The last post of the expedition – the tell-all fit for the tabloids

In the last two months I have gone from staying in Italy until June, to staying unless I screw up again, and now to being back in England by the end of the week. Strangely enough, or not, I’m not too unhappy. Why? Normally I’m not one to bitch or whine in a public forum but I think now I can safely, and freely, say that the only two things about this au pairing experience over the last were the friend that I made, the teaching experience that I gained, and the extra money I (briefly) earned that allowed me to see so much of this spectacular country.
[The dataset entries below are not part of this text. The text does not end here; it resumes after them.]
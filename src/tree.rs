//! Results returned by the graph algorithms.
//!
//! Every result is freshly allocated per call and owns its arrays. Partial
//! results (source component only) are returned as data with an explicit
//! coverage flag; [`RootedTree::require_spanning`] and
//! [`KruskalOutcome::into_spanning`] turn them into errors for callers that
//! need a full spanning tree.

use itertools::Itertools;

use crate::error::{GraphError, Result};
use crate::graph::{Edge, Vertex, Weight};

#[derive(Debug, Clone, PartialEq, Eq)]
pub enum Coverage {
    Spanning,
    Disconnected { unreached: Vec<Vertex> },
}

/// Parent-array tree rooted at a source vertex.
pub trait RootedTree {
    fn source(&self) -> Vertex;

    /// Indexed by vertex; slot 0 is unused and always `None`.
    fn parents(&self) -> &[Option<Vertex>];

    fn vertex_count(&self) -> usize {
        self.parents().len().saturating_sub(1)
    }

    fn parent(&self, v: Vertex) -> Option<Vertex> {
        self.parents().get(v).copied().flatten()
    }

    /// `(parent, child)` pairs, ordered by child.
    fn tree_edges(&self) -> Vec<(Vertex, Vertex)> {
        (1..=self.vertex_count())
            .filter_map(|v| self.parent(v).map(|p| (p, v)))
            .collect()
    }

    fn unreached(&self) -> Vec<Vertex> {
        (1..=self.vertex_count())
            .filter(|&v| v != self.source() && self.parent(v).is_none())
            .collect()
    }

    fn reached(&self) -> usize {
        self.vertex_count() - self.unreached().len()
    }

    fn coverage(&self) -> Coverage {
        let unreached = self.unreached();
        if unreached.is_empty() {
            Coverage::Spanning
        } else {
            Coverage::Disconnected { unreached }
        }
    }

    fn is_spanning(&self) -> bool {
        self.coverage() == Coverage::Spanning
    }

    fn require_spanning(self) -> Result<Self>
    where
        Self: Sized,
    {
        if self.is_spanning() {
            Ok(self)
        } else {
            Err(GraphError::Disconnected {
                accepted: self.reached() - 1,
                required: self.vertex_count() - 1,
            })
        }
    }

    /// Vertices from the source down to `v`, or `None` if `v` was not reached.
    fn path_to(&self, v: Vertex) -> Option<Vec<Vertex>> {
        if v == self.source() {
            return Some(vec![v]);
        }
        self.parent(v)?;
        let mut path = vec![v];
        let mut cur = v;
        while let Some(p) = self.parent(cur) {
            path.push(p);
            cur = p;
            if path.len() > self.vertex_count() {
                return None;
            }
        }
        path.reverse();
        Some(path)
    }
}

/// Minimum spanning tree grown by Prim from `source`.
#[derive(Debug, Clone, PartialEq, Eq)]
pub struct SpanningTree {
    source: Vertex,
    parent: Vec<Option<Vertex>>,
    attach: Vec<Option<Weight>>,
}

impl SpanningTree {
    pub(crate) fn new(source: Vertex, parent: Vec<Option<Vertex>>, attach: Vec<Option<Weight>>) -> Self {
        SpanningTree {
            source,
            parent,
            attach,
        }
    }

    /// Weight of the edge that attached `v` to its parent (`Some(0)` for the source).
    pub fn attach_weight(&self, v: Vertex) -> Option<Weight> {
        self.attach.get(v).copied().flatten()
    }

    pub fn total_weight(&self) -> Weight {
        (1..=self.vertex_count())
            .filter(|&v| self.parent(v).is_some())
            .filter_map(|v| self.attach_weight(v))
            .sum()
    }
}

impl RootedTree for SpanningTree {
    fn source(&self) -> Vertex {
        self.source
    }

    fn parents(&self) -> &[Option<Vertex>] {
        &self.parent
    }
}

/// Shortest-path tree grown by Dijkstra from `source`.
#[derive(Debug, Clone, PartialEq, Eq)]
pub struct ShortestPathTree {
    source: Vertex,
    parent: Vec<Option<Vertex>>,
    dist: Vec<Option<Weight>>,
}

impl ShortestPathTree {
    pub(crate) fn new(source: Vertex, parent: Vec<Option<Vertex>>, dist: Vec<Option<Weight>>) -> Self {
        ShortestPathTree {
            source,
            parent,
            dist,
        }
    }

    /// Shortest distance from the source, `None` when unreachable.
    pub fn distance(&self, v: Vertex) -> Option<Weight> {
        self.dist.get(v).copied().flatten()
    }

    /// Distances for vertices `1..=V`.
    pub fn distances(&self) -> &[Option<Weight>] {
        self.dist.get(1..).unwrap_or_default()
    }
}

impl RootedTree for ShortestPathTree {
    fn source(&self) -> Vertex {
        self.source
    }

    fn parents(&self) -> &[Option<Vertex>] {
        &self.parent
    }
}

/// Edges accepted by Kruskal, in acceptance (ascending weight) order.
#[derive(Debug, Clone, Default, PartialEq, Eq)]
pub struct EdgeForest {
    edges: Vec<Edge>,
}

impl EdgeForest {
    pub(crate) fn new(edges: Vec<Edge>) -> Self {
        EdgeForest { edges }
    }

    pub fn edges(&self) -> &[Edge] {
        &self.edges
    }

    pub fn len(&self) -> usize {
        self.edges.len()
    }

    pub fn is_empty(&self) -> bool {
        self.edges.is_empty()
    }

    pub fn total_weight(&self) -> Weight {
        self.edges.iter().map(|e| e.wgt).sum()
    }
}

#[derive(Debug, Clone, PartialEq, Eq)]
pub enum KruskalOutcome {
    Spanning(EdgeForest),
    /// Fewer than `V - 1` edges could be accepted.
    Disconnected {
        forest: EdgeForest,
        components: usize,
    },
}

impl KruskalOutcome {
    pub fn forest(&self) -> &EdgeForest {
        match self {
            KruskalOutcome::Spanning(forest) => forest,
            KruskalOutcome::Disconnected { forest, .. } => forest,
        }
    }

    pub fn is_spanning(&self) -> bool {
        matches!(self, KruskalOutcome::Spanning(_))
    }

    /// Connected components of the graph; 1 when a spanning tree was found.
    pub fn components(&self) -> usize {
        match self {
            KruskalOutcome::Spanning(_) => 1,
            KruskalOutcome::Disconnected { components, .. } => *components,
        }
    }

    pub fn into_spanning(self) -> Result<EdgeForest> {
        match self {
            KruskalOutcome::Spanning(forest) => Ok(forest),
            KruskalOutcome::Disconnected { forest, components } => Err(GraphError::Disconnected {
                accepted: forest.len(),
                required: forest.len() + components - 1,
            }),
        }
    }
}

#[derive(Debug, Clone, Copy, PartialEq, Eq)]
pub struct Visit {
    pub vertex: Vertex,
    /// The vertex this one was discovered from; `None` for the source.
    pub via: Option<Vertex>,
}

/// Visit sequence of a depth-first or breadth-first traversal. Only the
/// component containing the source is covered.
#[derive(Debug, Clone, PartialEq, Eq)]
pub struct Traversal {
    source: Vertex,
    vertices: usize,
    visits: Vec<Visit>,
}

impl Traversal {
    pub(crate) fn new(source: Vertex, vertices: usize, visits: Vec<Visit>) -> Self {
        Traversal {
            source,
            vertices,
            visits,
        }
    }

    pub fn source(&self) -> Vertex {
        self.source
    }

    pub fn visits(&self) -> &[Visit] {
        &self.visits
    }

    pub fn order(&self) -> Vec<Vertex> {
        self.visits.iter().map(|visit| visit.vertex).collect()
    }

    pub fn unvisited(&self) -> Vec<Vertex> {
        let seen = self.order().into_iter().sorted().collect_vec();
        (1..=self.vertices)
            .filter(|v| seen.binary_search(v).is_err())
            .collect()
    }

    pub fn is_spanning(&self) -> bool {
        self.visits.len() == self.vertices
    }
}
I had a hunch back in the autumn that I wouldn’t see out my scheduled time here, that it was just a case of who got tired of whom first. I remember back in September, when I asked about the possibility of taking a Friday off to spend a three day weekend with a new friend in Rome, and how it seemed like such a big deal, only to be told later down the line that if I wanted to travel Friday afternoons and Monday mornings to get a full two days in wherever I was going, I could. This was only one element of the laughable hypocracy that has peppered the last three months out here.
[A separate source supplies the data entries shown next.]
use std::marker::PhantomData;

use ratatui::{prelude::*, widgets::*};

pub enum MenuSignal<A> {
    None,
    Selected(A),
}

/// A menu entry: either a leaf carrying an action or a submenu.
#[derive(Clone, Debug)]
pub struct MenuItem<A> {
    pub name: String,
    pub action: Option<A>,
    pub children: Vec<MenuItem<A>>,
}

impl<A> MenuItem<A> {
    pub fn submenu(name: &str, children: Vec<MenuItem<A>>) -> Self {
        Self {
            name: name.to_string(),
            action: None,
            children,
        }
    }

    pub fn leaf(name: &str, action: A) -> Self {
        Self {
            name: name.to_string(),
            action: Some(action),
            children: vec![],
        }
    }
}

/// Navigation state: the path of submenu indices and the highlighted row.
#[derive(Debug)]
pub struct MenuState<A> {
    pub root_items: Vec<MenuItem<A>>,
    pub nav_stack: Vec<usize>,
    pub list_state: ListState,
    pub last_selected: Option<A>,
}

impl<A: Clone> MenuState<A> {
    pub fn new(items: Vec<MenuItem<A>>) -> Self {
        let mut state = ListState::default();
        state.select(Some(0));
        Self {
            root_items: items,
            nav_stack: Vec::new(),
            list_state: state,
            last_selected: None,
        }
    }

    pub fn current_items(&self) -> &[MenuItem<A>] {
        let mut current = &self.root_items;
        for &index in &self.nav_stack {
            if let Some(item) = current.get(index) {
                current = &item.children;
            }
        }
        current
    }

    /// Names of the submenus entered so far.
    pub fn breadcrumb(&self) -> Vec<&str> {
        let mut names = Vec::new();
        let mut current = &self.root_items;
        for &index in &self.nav_stack {
            if let Some(item) = current.get(index) {
                names.push(item.name.as_str());
                current = &item.children;
            }
        }
        names
    }

    pub fn up(&mut self) {
        let len = self.current_items().len();
        if len == 0 {
            return;
        }
        let i = match self.list_state.selected() {
            Some(0) | None => len - 1,
            Some(i) => i - 1,
        };
        self.list_state.select(Some(i));
    }

    pub fn down(&mut self) {
        let len = self.current_items().len();
        if len == 0 {
            return;
        }
        let i = match self.list_state.selected() {
            Some(i) if i + 1 < len => i + 1,
            _ => 0,
        };
        self.list_state.select(Some(i));
    }

    pub fn enter(&mut self) -> MenuSignal<A> {
        let Some(selected) = self.list_state.selected() else {
            return MenuSignal::None;
        };
        let Some(item) = self.current_items().get(selected) else {
            return MenuSignal::None;
        };

        if !item.children.is_empty() {
            self.nav_stack.push(selected);
            self.list_state.select(Some(0));
            return MenuSignal::None;
        }
        match item.action.clone() {
            Some(action) => {
                self.last_selected = Some(action.clone());
                MenuSignal::Selected(action)
            }
            None => MenuSignal::None,
        }
    }

    pub fn back(&mut self) {
        if let Some(last_index) = self.nav_stack.pop() {
            self.list_state.select(Some(last_index));
        }
    }
}

pub struct Menu<'a, A> {
    block: Option<Block<'a>>,
    highlight_style: Style,
    _action: PhantomData<A>,
}

impl<'a, A> Menu<'a, A> {
    pub fn new() -> Self {
        Self {
            block: None,
            highlight_style: Style::default().add_modifier(Modifier::REVERSED),
            _action: PhantomData,
        }
    }

    pub fn block(mut self, block: Block<'a>) -> Self {
        self.block = Some(block);
        self
    }

    pub fn highlight_style(mut self, style: Style) -> Self {
        self.highlight_style = style;
        self
    }
}

impl<A: Clone> StatefulWidget for Menu<'_, A> {
    type State = MenuState<A>;

    fn render(self, area: Rect, buf: &mut Buffer, state: &mut Self::State) {
        let list_items: Vec<ListItem> = state
            .current_items()
            .iter()
            .map(|item| {
                let content = if item.children.is_empty() {
                    format!(" {} ", item.name)
                } else {
                    format!(" {} ->", item.name)
                };
                ListItem::new(content)
            })
            .collect();

        let mut list = List::new(list_items)
            .highlight_style(self.highlight_style)
            .highlight_symbol(">> ");

        if let Some(b) = self.block {
            list = list.block(b);
        }

        StatefulWidget::render(list, area, buf, &mut state.list_state);
    }
}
Let me enlighten you on some of the episodes I’ve witnessed in the intermitting period. A few months in my host mum was seeming like one of the more pushy people I’d yet met. At first I thought it was just helpfulness, but no. It was actually just being pushy. Sometimes blindly so.

I had tried to get in contact with a handful of au pairs that would be living locally to me, before I came out, to help with socialising and seeing the sights. I did find a couple, including a particularly reliable one who I went on three weekend trips with. When I was telling my host of these planned trips before I came out, she used her network of au pair host families to find an au pair doing the same trip I was, on the same weekend. It was the au pair I had discovered.

A few weeks in, she was still using this network to find other au pairs who lived locally, or that might have been interested in visiting my host town. This was great as I’d not found any. Not that I needed to, having been busy with the one I mentioned previously.

One evening, she suggested yet another au pair I contact, although this one had contacted me hours earlier.

The next afternoon, as we were driving home from running a couple of errands, she told me she thought I needed to get out and meet locals, and that it wasn’t good only meeting up with English speaking people, and how girls, as in the au pairs she’d been putting me in touch with, were unreliable.

Which is all well and good, until you remember she had put me in touch with a number of these ‘unreliable’ girls, and that the nearest central bar is a ten, maybe fifteen, minute drive away.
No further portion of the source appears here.